The Dangerous Misrepresentations that Define Television’s Scripted Crime Genre
A Comprehensive Study of How Television’s Most Popular Genre Excludes Writers of Color, Miseducates People about the Criminal Justice System and Makes Racial Injustice Acceptable
A report by Color of Change and the USC Annenberg Norman Lear Center January 2020
Americans’ perceptions of crime are very much at odds with the reality of crime in America. As just one example: while the crime rate has dropped dramatically over the last 20 years, the number of people who say crime is going up is steadily increasing. These misperceptions are dangerous. Distorting the truth about crime and race turns the public against criminal justice reform and increases the scapegoating of people of color. Does television play a role? Is scripted television essentially a PR machine for the police?
Normalizing Injustice is a first of its kind study of how scripted crime shows represent the criminal justice system. The study analyzed 353 episodes from 26 different scripted series focused on crime from the 2017–2018 season, while also identifying the race and gender of the 41 creators, 27 showrunners and 275 writers behind all 26 series. The report further identified the shooting locations for each series and the police, military or other consultants each series employs for advice.
Normalizing Injustice found that the crime TV genre—the main way that tens of millions of people learn to think about the criminal justice system—advanced debunked ideas about crime, a false hero narrative about law enforcement, and distorted representations about Black people, other people of color and women. These shows rendered racism invisible and dismissed any need for police accountability. They made illegal, destructive and racist practices within the criminal justice system seem acceptable, justifiable and necessary—even heroic. The study found that the genre is also incredibly un-diverse in terms of creators, writers and showrunners: nearly all white.
"Viewers will change the channel if we make the crime victim Black, so you'll have to rewrite those characters and make them white instead."
That is an order we know some writers have been instructed to follow by showrunners, producers and network executives. It is one of many deeply disturbing stories we have heard while looking at what goes on behind the scenes of one of television's most popular genres—scripted crime and legal series.
This report presents the results of a landmark research study that examined depictions of the criminal justice system—as well as portrayals of people of color, women and issues of race—in popular American crime TV shows.
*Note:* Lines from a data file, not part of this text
// Copyright 2016 spatial-rs Developers
//
// Licensed under the Apache License, Version 2.0, <LICENSE-APACHE or
// http://apache.org/licenses/LICENSE-2.0> or the MIT license <LICENSE-MIT or
// http://opensource.org/licenses/MIT>, at your option. This file may not be
// copied, modified, or distributed except according to those terms.

//! The minimum bounding rectangle (MBR) and its algebra.
//!
//! `Mbr` is either empty, or carries a `min`/`max` coordinate pair per axis.
//! The empty MBR is the identity element for [`Mbr::union`] and is absorbing
//! for [`Mbr::intersection`].

use crate::error::RTreeError;
use crate::FP;
use num_traits::Bounded;

/// An axis-aligned minimum bounding rectangle in `D` dimensions.
#[derive(Debug, Clone, PartialEq)]
pub struct Mbr<P, const D: usize> {
    min: [P; D],
    max: [P; D],
    empty: bool,
}

impl<P: FP, const D: usize> Mbr<P, D> {
    /// The empty MBR. Absorbed by unions, absorbing for intersections.
    pub fn empty() -> Mbr<P, D> {
        Mbr {
            min: [P::default(); D],
            max: [P::default(); D],
            empty: true,
        }
    }

    /// Builds an MBR from per-axis `(min, max)` pairs. Panics if any pair is
    /// out of order or non-finite; callers that expand from raw points should
    /// prefer [`Mbr::from_point`] and [`Mbr::union`].
    pub fn new(mut min: [P; D], mut max: [P; D]) -> Mbr<P, D> {
        for i in 0..D {
            assert!(min[i].is_finite(), "{:?} should be finite", min[i]);
            assert!(max[i].is_finite(), "{:?} should be finite", max[i]);
            if min[i] > max[i] {
                std::mem::swap(&mut min[i], &mut max[i]);
            }
        }
        Mbr { min, max, empty: false }
    }

    /// A degenerate MBR whose min and max are both `coords` - a single point.
    pub fn from_point(coords: [P; D]) -> Mbr<P, D> {
        Mbr::new(coords, coords)
    }

    /// An MBR bounding two opposite corners, in any order.
    pub fn from_corners(a: [P; D], b: [P; D]) -> Mbr<P, D> {
        let mut min = a;
        let mut max = a;
        for i in 0..D {
            min[i] = a[i].min(b[i]);
            max[i] = a[i].max(b[i]);
        }
        Mbr { min, max, empty: false }
    }

    /// An inverted MBR, `(MAX, MIN)` per axis. Union-expanding against it
    /// produces the bounds of whatever was unioned in; used by node rebuilds
    /// that fold over children starting from "nothing seen yet".
    pub fn max_inverted() -> Mbr<P, D> {
        Mbr {
            min: [Bounded::max_value(); D],
            max: [Bounded::min_value(); D],
            empty: false,
        }
    }

    /// The largest representable MBR, `(MIN, MAX)` per axis.
    pub fn largest() -> Mbr<P, D> {
        Mbr {
            min: [Bounded::min_value(); D],
            max: [Bounded::max_value(); D],
            empty: false,
        }
    }

    pub fn is_empty(&self) -> bool {
        self.empty
    }

    pub fn dim(&self) -> usize {
        D
    }

    fn check_axis(&self, axis: usize) -> Result<(), RTreeError> {
        if axis >= D {
            return Err(RTreeError::DimensionOutOfRange { axis, dim: D });
        }
        if self.empty {
            return Err(RTreeError::EmptyMbrAccess);
        }
        Ok(())
    }

    /// The minimum coordinate on `axis`.
    pub fn min_dim(&self, axis: usize) -> Result<P, RTreeError> {
        self.check_axis(axis)?;
        Ok(self.min[axis])
    }

    /// The maximum coordinate on `axis`.
    pub fn max_dim(&self, axis: usize) -> Result<P, RTreeError> {
        self.check_axis(axis)?;
        Ok(self.max[axis])
    }

    /// Minimum coordinate on `axis`, without emptiness/range checks. Only
    /// used internally where the axis and non-emptiness are already known.
    pub(crate) fn min_unchecked(&self, axis: usize) -> P {
        self.min[axis]
    }

    pub(crate) fn max_unchecked(&self, axis: usize) -> P {
        self.max[axis]
    }

    /// Expands `self` in place to include `other`. `self += other` in the
    /// original C++. An empty `other` leaves `self` unchanged; an empty
    /// `self` is replaced by `other`.
    pub fn union(&mut self, other: &Mbr<P, D>) {
        if other.empty {
            return;
        }
        if self.empty {
            *self = other.clone();
            return;
        }
        for i in 0..D {
            if other.min[i] < self.min[i] {
                self.min[i] = other.min[i];
            }
            if other.max[i] > self.max[i] {
                self.max[i] = other.max[i];
            }
        }
    }

    /// Expands `self` in place to include a raw point.
    pub fn union_point(&mut self, coords: &[P; D]) {
        if self.empty {
            self.min = *coords;
            self.max = *coords;
            self.empty = false;
            return;
        }
        for i in 0..D {
            self.min[i] = self.min[i].min(coords[i]);
            self.max[i] = self.max[i].max(coords[i]);
        }
    }

    /// The union of two MBRs as a new value.
    pub fn union_of(&self, other: &Mbr<P, D>) -> Mbr<P, D> {
        let mut ret = self.clone();
        ret.union(other);
        ret
    }

    /// The intersection of two MBRs, empty if they are disjoint or either
    /// input is empty.
    pub fn intersection(&self, other: &Mbr<P, D>) -> Mbr<P, D> {
        if self.empty || other.empty {
            return Mbr::empty();
        }
        let mut min = [P::default(); D];
        let mut max = [P::default(); D];
        for i in 0..D {
            if other.min[i] > self.max[i] || other.max[i] < self.min[i] {
                return Mbr::empty();
            }
            min[i] = if other.min[i] > self.min[i] { other.min[i] } else { self.min[i] };
            max[i] = if other.max[i] < self.max[i] { other.max[i] } else { self.max[i] };
        }
        Mbr { min, max, empty: false }
    }

    /// Whether `self` and `other` share any point. Two empty MBRs never
    /// intersect.
    pub fn intersects(&self, other: &Mbr<P, D>) -> bool {
        if self.empty || other.empty {
            return false;
        }
        for i in 0..D {
            if other.min[i] > self.max[i] || other.max[i] < self.min[i] {
                return false;
            }
        }
        true
    }

    /// Whether `other` lies entirely within `self`.
    pub fn contains(&self, other: &Mbr<P, D>) -> bool {
        if self.empty || other.empty {
            return false;
        }
        for i in 0..D {
            if other.min[i] < self.min[i] || other.max[i] > self.max[i] {
                return false;
            }
        }
        true
    }

    /// Whether `point` lies within `self`, inclusive of the boundary.
    pub fn contains_point(&self, point: &[P; D]) -> bool {
        if self.empty {
            return false;
        }
        for i in 0..D {
            if point[i] < self.min[i] || point[i] > self.max[i] {
                return false;
            }
        }
        true
    }

    /// The D-dimensional volume. Zero for an empty MBR, and zero for any
    /// degenerate (zero-extent) MBR.
    pub fn volume(&self) -> P {
        if self.empty {
            return P::zero();
        }
        let mut ret = self.max[0] - self.min[0];
        for i in 1..D {
            ret = ret * (self.max[i] - self.min[i]);
        }
        ret
    }

    /// The sum of edge lengths across all axes, doubled - used as the
    /// "margin" the R* split minimizes.
    pub fn perimeter(&self) -> P {
        if self.empty {
            return P::zero();
        }
        let mut ret = self.max[0] - self.min[0];
        for i in 1..D {
            ret = ret + (self.max[i] - self.min[i]);
        }
        ret * (P::one() + P::one())
    }

    /// The squared distance between the centers of `self` and `other`. Used
    /// by forced reinsertion to rank children by how far their center lies
    /// from the node's center.
    pub fn squared_center_distance(&self, other: &Mbr<P, D>) -> P {
        let two = P::one() + P::one();
        let four = two * two;
        let mut ret = P::zero();
        for i in 0..D {
            let delta = other.min[i] + other.max[i] - self.min[i] - self.max[i];
            ret = ret + delta * delta;
        }
        ret / four
    }

    /// The volume shared between `self` and `other`, zero if they don't
    /// overlap or either is empty.
    pub fn overlap_volume(&self, other: &Mbr<P, D>) -> P {
        if self.empty || other.empty {
            return P::zero();
        }
        let mut ret = P::default();
        for i in 0..D {
            let lo = if other.min[i] > self.min[i] { other.min[i] } else { self.min[i] };
            let hi = if other.max[i] < self.max[i] { other.max[i] } else { self.max[i] };
            if lo >= hi {
                return P::zero();
            }
            ret = if i == 0 { hi - lo } else { ret * (hi - lo) };
        }
        ret
    }

    /// The volume of the union of `self` and `other`, without materializing
    /// the union MBR.
    pub fn union_volume(&self, other: &Mbr<P, D>) -> P {
        if self.empty && other.empty {
            return P::zero();
        }
        if self.empty {
            return other.volume();
        }
        if other.empty {
            return self.volume();
        }
        let mut ret = P::default();
        for i in 0..D {
            let lo = if other.min[i] < self.min[i] { other.min[i] } else { self.min[i] };
            let hi = if other.max[i] > self.max[i] { other.max[i] } else { self.max[i] };
            ret = if i == 0 { hi - lo } else { ret * (hi - lo) };
        }
        ret
    }
}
The study included 26 different scripted series focused on crime from the 2017–2018 season, broadcast on both networks and streaming platforms.
We need new standards to be socialized and implemented across the industry. Those standards must be backed up by meaningful incentives that reward responsible storytelling, as well as by real consequences that hold executives accountable when they enable (or even encourage) demonstrably harmful stereotypes and inaccuracies to go unchecked. At the same time, the many showrunners and writers who want to do better must be supported in doing so. They must be given the time, talent, resources and approval required to break convention and change course.
These are going into our bloodstream, these stories. They go into our DNA. They become a part of our mind, our memory. So we really have to be more rigorous in our examination of what we accept.